La primera ley de Newton nos dice que un objeto en movimiento permanecerá en movimiento a menos que actúe sobre él una torsión externa. En el casi vacío del espacio, esencialmente no hay fricción para detener el giro de la Tierra, por lo que continúa girando casi indefinidamente. Incluso los fenómenos terrestres más fuertes, como los terremotos, son insignificantes en comparación con el momento angular del planeta.
Si bien nada impedirá que la Tierra gire, su rotación se está desacelerando gradualmente. La fricción de las mareas, principalmente debido a la atracción gravitacional de la Luna sobre los océanos, extrae momento angular del planeta. Los científicos estiman que el día se alarga aproximadamente 1,8 milisegundos cada siglo, un cambio pequeño pero mensurable que se ha registrado en calendarios antiguos.

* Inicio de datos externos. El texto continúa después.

use bytes::Bytes;
use std::path::PathBuf;

/// One uploaded license document, as delivered by the HTTP layer.
#[derive(Debug, Clone)]
pub struct UploadRequest {
    /// Client supplied name, untrusted
    pub original_filename: String,
    pub content_type: Option<String>,
    pub size: usize,
    pub bytes: Bytes,
}

impl UploadRequest {
    pub fn new(original_filename: impl Into<String>, content_type: Option<String>, bytes: Bytes) -> Self {
        Self {
            original_filename: original_filename.into(),
            content_type,
            size: bytes.len(),
            bytes,
        }
    }
}

/// Accepted upload formats. PDF is the only multi-page document format.
#[derive(Debug, Clone, Copy, PartialEq, Eq)]
pub enum LicenseFormat {
    Jpeg,
    Png,
    Pdf,
}

impl LicenseFormat {
    pub fn kind(self) -> ArtifactKind {
        match self {
            LicenseFormat::Pdf => ArtifactKind::SourceDocument,
            LicenseFormat::Jpeg | LicenseFormat::Png => ArtifactKind::RasterImage,
        }
    }

    pub fn mime_type(self) -> &'static str {
        match self {
            LicenseFormat::Jpeg => "image/jpeg",
            LicenseFormat::Png => "image/png",
            LicenseFormat::Pdf => "application/pdf",
        }
    }
}

#[derive(Debug, Clone, Copy, PartialEq, Eq)]
pub enum ArtifactKind {
    SourceDocument,
    RasterImage,
}

#[derive(Debug, Clone, Copy, PartialEq, Eq)]
pub enum ArtifactState {
    Staged,
    Consumed,
    Deleted,
    Retained,
}

/// A file in the staging directory owned by exactly one in-flight request.
#[derive(Debug, Clone)]
pub struct StagedArtifact {
    pub storage_key: String,
    pub path: PathBuf,
    pub kind: ArtifactKind,
    pub state: ArtifactState,
}

impl StagedArtifact {
    pub fn new(storage_key: String, path: PathBuf, kind: ArtifactKind) -> Self {
        Self {
            storage_key,
            path,
            kind,
            state: ArtifactState::Staged,
        }
    }

    /// Artifact produced by the normalizer from `source`.
    pub fn rendered_from(source: &StagedArtifact, path: PathBuf) -> Self {
        let storage_key = path
            .file_name()
            .map(|n| n.to_string_lossy().into_owned())
            .unwrap_or_else(|| source.storage_key.clone());
        Self::new(storage_key, path, ArtifactKind::RasterImage)
    }
}

/// Raw OCR output. `log_lines` is informational only.
#[derive(Debug, Clone, Default)]
pub struct ExtractionResult {
    pub text: String,
    pub log_lines: Vec<String>,
}

/// Terminal value of a pipeline run.
#[derive(Debug, Clone, PartialEq, Eq)]
pub enum ValidationOutcome {
    Matched {
        identifier: String,
        retained_artifact_path: PathBuf,
    },
    NotMatched {
        reason: String,
    },
}

impl ValidationOutcome {
    pub fn is_matched(&self) -> bool {
        matches!(self, ValidationOutcome::Matched { .. })
    }
}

El eje inclinado de la Tierra crea el patrón cíclico de las estaciones, impulsa los sistemas climáticos y establece el concepto mismo de día. Comprender la rotación de nuestro planeta no solo satisface la curiosidad científica sino que también nos ayuda a navegar en el tiempo, coordinar las comunicaciones globales y predecir cambios climáticos.